Records for this task START
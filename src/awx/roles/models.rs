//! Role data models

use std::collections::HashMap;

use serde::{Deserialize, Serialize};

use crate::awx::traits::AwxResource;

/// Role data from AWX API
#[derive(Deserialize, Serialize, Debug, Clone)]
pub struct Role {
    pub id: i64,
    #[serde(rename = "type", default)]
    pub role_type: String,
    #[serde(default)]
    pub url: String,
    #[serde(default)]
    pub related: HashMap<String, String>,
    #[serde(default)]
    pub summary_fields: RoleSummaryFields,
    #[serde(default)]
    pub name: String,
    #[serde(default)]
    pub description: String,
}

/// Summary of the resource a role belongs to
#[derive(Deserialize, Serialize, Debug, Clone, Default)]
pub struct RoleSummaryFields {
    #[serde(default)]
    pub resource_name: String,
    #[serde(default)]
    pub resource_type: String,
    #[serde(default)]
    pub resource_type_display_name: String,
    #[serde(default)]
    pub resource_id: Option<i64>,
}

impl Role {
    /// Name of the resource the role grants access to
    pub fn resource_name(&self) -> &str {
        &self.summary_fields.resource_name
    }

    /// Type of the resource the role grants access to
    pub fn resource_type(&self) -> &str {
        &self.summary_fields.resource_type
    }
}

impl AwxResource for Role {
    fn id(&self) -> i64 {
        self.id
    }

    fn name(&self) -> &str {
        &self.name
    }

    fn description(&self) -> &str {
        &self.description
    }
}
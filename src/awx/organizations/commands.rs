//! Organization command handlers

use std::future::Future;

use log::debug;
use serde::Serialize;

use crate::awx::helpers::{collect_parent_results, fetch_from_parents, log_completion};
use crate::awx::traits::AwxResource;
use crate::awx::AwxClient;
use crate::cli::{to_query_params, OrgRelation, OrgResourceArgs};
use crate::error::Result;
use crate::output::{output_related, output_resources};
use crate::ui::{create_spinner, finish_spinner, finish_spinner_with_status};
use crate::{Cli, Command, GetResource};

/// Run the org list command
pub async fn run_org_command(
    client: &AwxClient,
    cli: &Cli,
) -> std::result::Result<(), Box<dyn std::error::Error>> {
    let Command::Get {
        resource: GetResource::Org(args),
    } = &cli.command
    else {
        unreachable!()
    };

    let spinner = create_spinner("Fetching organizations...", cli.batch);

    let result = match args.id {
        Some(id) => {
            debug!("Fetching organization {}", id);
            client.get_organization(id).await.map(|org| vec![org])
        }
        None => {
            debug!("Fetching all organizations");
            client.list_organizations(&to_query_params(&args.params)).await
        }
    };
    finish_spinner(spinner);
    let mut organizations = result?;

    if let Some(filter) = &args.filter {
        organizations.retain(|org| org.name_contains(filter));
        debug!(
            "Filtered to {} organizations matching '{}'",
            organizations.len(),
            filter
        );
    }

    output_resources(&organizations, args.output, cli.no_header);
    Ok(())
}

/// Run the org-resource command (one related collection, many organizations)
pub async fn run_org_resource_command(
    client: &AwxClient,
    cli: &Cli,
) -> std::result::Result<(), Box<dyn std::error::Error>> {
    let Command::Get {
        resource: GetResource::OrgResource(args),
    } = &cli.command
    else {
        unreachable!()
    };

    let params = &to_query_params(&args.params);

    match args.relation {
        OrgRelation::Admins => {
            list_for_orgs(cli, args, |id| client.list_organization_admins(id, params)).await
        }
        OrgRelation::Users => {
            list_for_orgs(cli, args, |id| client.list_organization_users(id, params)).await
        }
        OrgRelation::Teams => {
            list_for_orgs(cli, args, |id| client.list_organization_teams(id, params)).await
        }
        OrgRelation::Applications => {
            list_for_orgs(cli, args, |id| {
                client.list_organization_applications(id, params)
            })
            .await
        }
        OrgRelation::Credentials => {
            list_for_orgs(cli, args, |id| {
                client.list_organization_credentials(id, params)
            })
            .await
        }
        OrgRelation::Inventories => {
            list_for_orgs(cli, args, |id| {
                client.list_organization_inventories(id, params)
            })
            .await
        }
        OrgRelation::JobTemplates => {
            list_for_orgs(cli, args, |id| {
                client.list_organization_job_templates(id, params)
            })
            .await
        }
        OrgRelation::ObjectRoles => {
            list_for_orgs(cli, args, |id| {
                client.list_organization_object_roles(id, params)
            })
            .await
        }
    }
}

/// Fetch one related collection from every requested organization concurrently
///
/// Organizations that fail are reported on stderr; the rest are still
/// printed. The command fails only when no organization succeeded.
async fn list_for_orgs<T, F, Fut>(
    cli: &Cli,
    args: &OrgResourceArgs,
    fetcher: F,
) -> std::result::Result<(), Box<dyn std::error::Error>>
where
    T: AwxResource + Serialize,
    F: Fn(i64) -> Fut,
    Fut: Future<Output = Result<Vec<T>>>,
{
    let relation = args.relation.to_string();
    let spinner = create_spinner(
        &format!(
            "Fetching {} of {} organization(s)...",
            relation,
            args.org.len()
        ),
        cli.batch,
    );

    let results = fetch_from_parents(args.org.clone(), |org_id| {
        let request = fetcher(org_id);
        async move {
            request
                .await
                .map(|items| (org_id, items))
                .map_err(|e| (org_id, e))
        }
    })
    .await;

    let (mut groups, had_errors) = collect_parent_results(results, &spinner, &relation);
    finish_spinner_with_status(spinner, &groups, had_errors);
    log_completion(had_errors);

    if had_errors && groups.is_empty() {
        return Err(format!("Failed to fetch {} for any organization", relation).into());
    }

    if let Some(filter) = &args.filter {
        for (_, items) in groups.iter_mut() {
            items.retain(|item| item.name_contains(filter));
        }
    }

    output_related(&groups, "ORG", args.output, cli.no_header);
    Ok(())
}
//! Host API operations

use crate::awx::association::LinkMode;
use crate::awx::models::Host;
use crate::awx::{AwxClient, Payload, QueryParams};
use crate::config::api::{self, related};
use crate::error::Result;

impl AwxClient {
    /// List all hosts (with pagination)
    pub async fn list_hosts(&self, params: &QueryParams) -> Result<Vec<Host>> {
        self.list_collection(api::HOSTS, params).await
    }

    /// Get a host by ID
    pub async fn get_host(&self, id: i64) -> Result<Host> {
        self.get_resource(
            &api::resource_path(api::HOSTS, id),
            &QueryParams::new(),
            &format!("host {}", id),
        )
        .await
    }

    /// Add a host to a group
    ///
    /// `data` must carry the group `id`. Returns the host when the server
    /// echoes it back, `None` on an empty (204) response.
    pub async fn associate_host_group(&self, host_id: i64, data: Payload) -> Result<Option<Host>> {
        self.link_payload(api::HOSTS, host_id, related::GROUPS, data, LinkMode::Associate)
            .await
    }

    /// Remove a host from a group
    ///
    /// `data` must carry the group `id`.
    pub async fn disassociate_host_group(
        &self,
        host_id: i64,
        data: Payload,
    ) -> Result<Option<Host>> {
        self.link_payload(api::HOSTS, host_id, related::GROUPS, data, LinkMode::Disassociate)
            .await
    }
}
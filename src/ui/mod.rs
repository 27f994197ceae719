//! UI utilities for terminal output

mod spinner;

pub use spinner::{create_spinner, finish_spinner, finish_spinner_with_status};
Records for this task END
**What the exercise asks:** Print out the entire listing above without any change.

**Answer area:**
filename src/awx/roles/models.rs
//! Role data models

use std::collections::HashMap;

use serde::{Deserialize, Serialize};

use crate::awx::traits::AwxResource;

/// Role data from AWX API
#[derive(Deserialize, Serialize, Debug, Clone)]
pub struct Role {
    pub id: i64,
    #[serde(rename = "type", default)]
    pub role_type: String,
    #[serde(default)]
    pub url: String,
    #[serde(default)]
    pub related: HashMap<String, String>,
    #[serde(default)]
    pub summary_fields: RoleSummaryFields,
    #[serde(default)]
    pub name: String,
    #[serde(default)]
    pub description: String,
}

/// Summary of the resource a role belongs to
#[derive(Deserialize, Serialize, Debug, Clone, Default)]
pub struct RoleSummaryFields {
    #[serde(default)]
    pub resource_name: String,
    #[serde(default)]
    pub resource_type: String,
    #[serde(default)]
    pub resource_type_display_name: String,
    #[serde(default)]
    pub resource_id: Option<i64>,
}

impl Role {
    /// Name of the resource the role grants access to
    pub fn resource_name(&self) -> &str {
        &self.summary_fields.resource_name
    }

    /// Type of the resource the role grants access to
    pub fn resource_type(&self) -> &str {
        &self.summary_fields.resource_type
    }
}

impl AwxResource for Role {
    fn id(&self) -> i64 {
        self.id
    }

    fn name(&self) -> &str {
        &self.name
    }

    fn description(&self) -> &str {
        &self.description
    }
}
filename src/awx/organizations/commands.rs
//! Organization command handlers

use std::future::Future;

use log::debug;
use serde::Serialize;

use crate::awx::helpers::{collect_parent_results, fetch_from_parents, log_completion};
use crate::awx::traits::AwxResource;
use crate::awx::AwxClient;
use crate::cli::{to_query_params, OrgRelation, OrgResourceArgs};
use crate::error::Result;
use crate::output::{output_related, output_resources};
use crate::ui::{create_spinner, finish_spinner, finish_spinner_with_status};
use crate::{Cli, Command, GetResource};

/// Run the org list command
pub async fn run_org_command(
    client: &AwxClient,
    cli: &Cli,
) -> std::result::Result<(), Box<dyn std::error::Error>> {
    let Command::Get {
        resource: GetResource::Org(args),
    } = &cli.command
    else {
        unreachable!()
    };

    let spinner = create_spinner("Fetching organizations...", cli.batch);

    let result = match args.id {
        Some(id) => {
            debug!("Fetching organization {}", id);
            client.get_organization(id).await.map(|org| vec![org])
        }
        None => {
            debug!("Fetching all organizations");
            client.list_organizations(&to_query_params(&args.params)).await
        }
    };
    finish_spinner(spinner);
    let mut organizations = result?;

    if let Some(filter) = &args.filter {
        organizations.retain(|org| org.name_contains(filter));
        debug!(
            "Filtered to {} organizations matching '{}'",
            organizations.len(),
            filter
        );
    }

    output_resources(&organizations, args.output, cli.no_header);
    Ok(())
}

/// Run the org-resource command (one related collection, many organizations)
pub async fn run_org_resource_command(
    client: &AwxClient,
    cli: &Cli,
) -> std::result::Result<(), Box<dyn std::error::Error>> {
    let Command::Get {
        resource: GetResource::OrgResource(args),
    } = &cli.command
    else {
        unreachable!()
    };

    let params = &to_query_params(&args.params);

    match args.relation {
        OrgRelation::Admins => {
            list_for_orgs(cli, args, |id| client.list_organization_admins(id, params)).await
        }
        OrgRelation::Users => {
            list_for_orgs(cli, args, |id| client.list_organization_users(id, params)).await
        }
        OrgRelation::Teams => {
            list_for_orgs(cli, args, |id| client.list_organization_teams(id, params)).await
        }
        OrgRelation::Applications => {
            list_for_orgs(cli, args, |id| {
                client.list_organization_applications(id, params)
            })
            .await
        }
        OrgRelation::Credentials => {
            list_for_orgs(cli, args, |id| {
                client.list_organization_credentials(id, params)
            })
            .await
        }
        OrgRelation::Inventories => {
            list_for_orgs(cli, args, |id| {
                client.list_organization_inventories(id, params)
            })
            .await
        }
        OrgRelation::JobTemplates => {
            list_for_orgs(cli, args, |id| {
                client.list_organization_job_templates(id, params)
            })
            .await
        }
        OrgRelation::ObjectRoles => {
            list_for_orgs(cli, args, |id| {
                client.list_organization_object_roles(id, params)
            })
            .await
        }
    }
}

/// Fetch one related collection from every requested organization concurrently
///
/// Organizations that fail are reported on stderr; the rest are still
/// printed. The command fails only when no organization succeeded.
async fn list_for_orgs<T, F, Fut>(
    cli: &Cli,
    args: &OrgResourceArgs,
    fetcher: F,
) -> std::result::Result<(), Box<dyn std::error::Error>>
where
    T: AwxResource + Serialize,
    F: Fn(i64) -> Fut,
    Fut: Future<Output = Result<Vec<T>>>,
{
    let relation = args.relation.to_string();
    let spinner = create_spinner(
        &format!(
            "Fetching {} of {} organization(s)...",
            relation,
            args.org.len()
        ),
        cli.batch,
    );

    let results = fetch_from_parents(args.org.clone(), |org_id| {
        let request = fetcher(org_id);
        async move {
            request
                .await
                .map(|items| (org_id, items))
                .map_err(|e| (org_id, e))
        }
    })
    .await;

    let (mut groups, had_errors) = collect_parent_results(results, &spinner, &relation);
    finish_spinner_with_status(spinner, &groups, had_errors);
    log_completion(had_errors);

    if had_errors && groups.is_empty() {
        return Err(format!("Failed to fetch {} for any organization", relation).into());
    }

    if let Some(filter) = &args.filter {
        for (_, items) in groups.iter_mut() {
            items.retain(|item| item.name_contains(filter));
        }
    }

    output_related(&groups, "ORG", args.output, cli.no_header);
    Ok(())
}
//! Host API operations

use crate::awx::association::LinkMode;
use crate::awx::models::Host;
use crate::awx::{AwxClient, Payload, QueryParams};
use crate::config::api::{self, related};
use crate::error::Result;

impl AwxClient {
    /// List all hosts (with pagination)
    pub async fn list_hosts(&self, params: &QueryParams) -> Result<Vec<Host>> {
        self.list_collection(api::HOSTS, params).await
    }

    /// Get a host by ID
    pub async fn get_host(&self, id: i64) -> Result<Host> {
        self.get_resource(
            &api::resource_path(api::HOSTS, id),
            &QueryParams::new(),
            &format!("host {}", id),
        )
        .await
    }

    /// Add a host to a group
    ///
    /// `data` must carry the group `id`. Returns the host when the server
    /// echoes it back, `None` on an empty (204) response.
    pub async fn associate_host_group(&self, host_id: i64, data: Payload) -> Result<Option<Host>> {
        self.link_payload(api::HOSTS, host_id, related::GROUPS, data, LinkMode::Associate)
            .await
    }

    /// Remove a host from a group
    ///
    /// `data` must carry the group `id`.
    pub async fn disassociate_host_group(
        &self,
        host_id: i64,
        data: Payload,
    ) -> Result<Option<Host>> {
        self.link_payload(api::HOSTS, host_id, related::GROUPS, data, LinkMode::Disassociate)
            .await
    }
}
filename src/ui/mod.rs
repository 27f994197ceae719
//! UI utilities for terminal output

mod spinner;

pub use spinner::{create_spinner, finish_spinner, finish_spinner_with_status};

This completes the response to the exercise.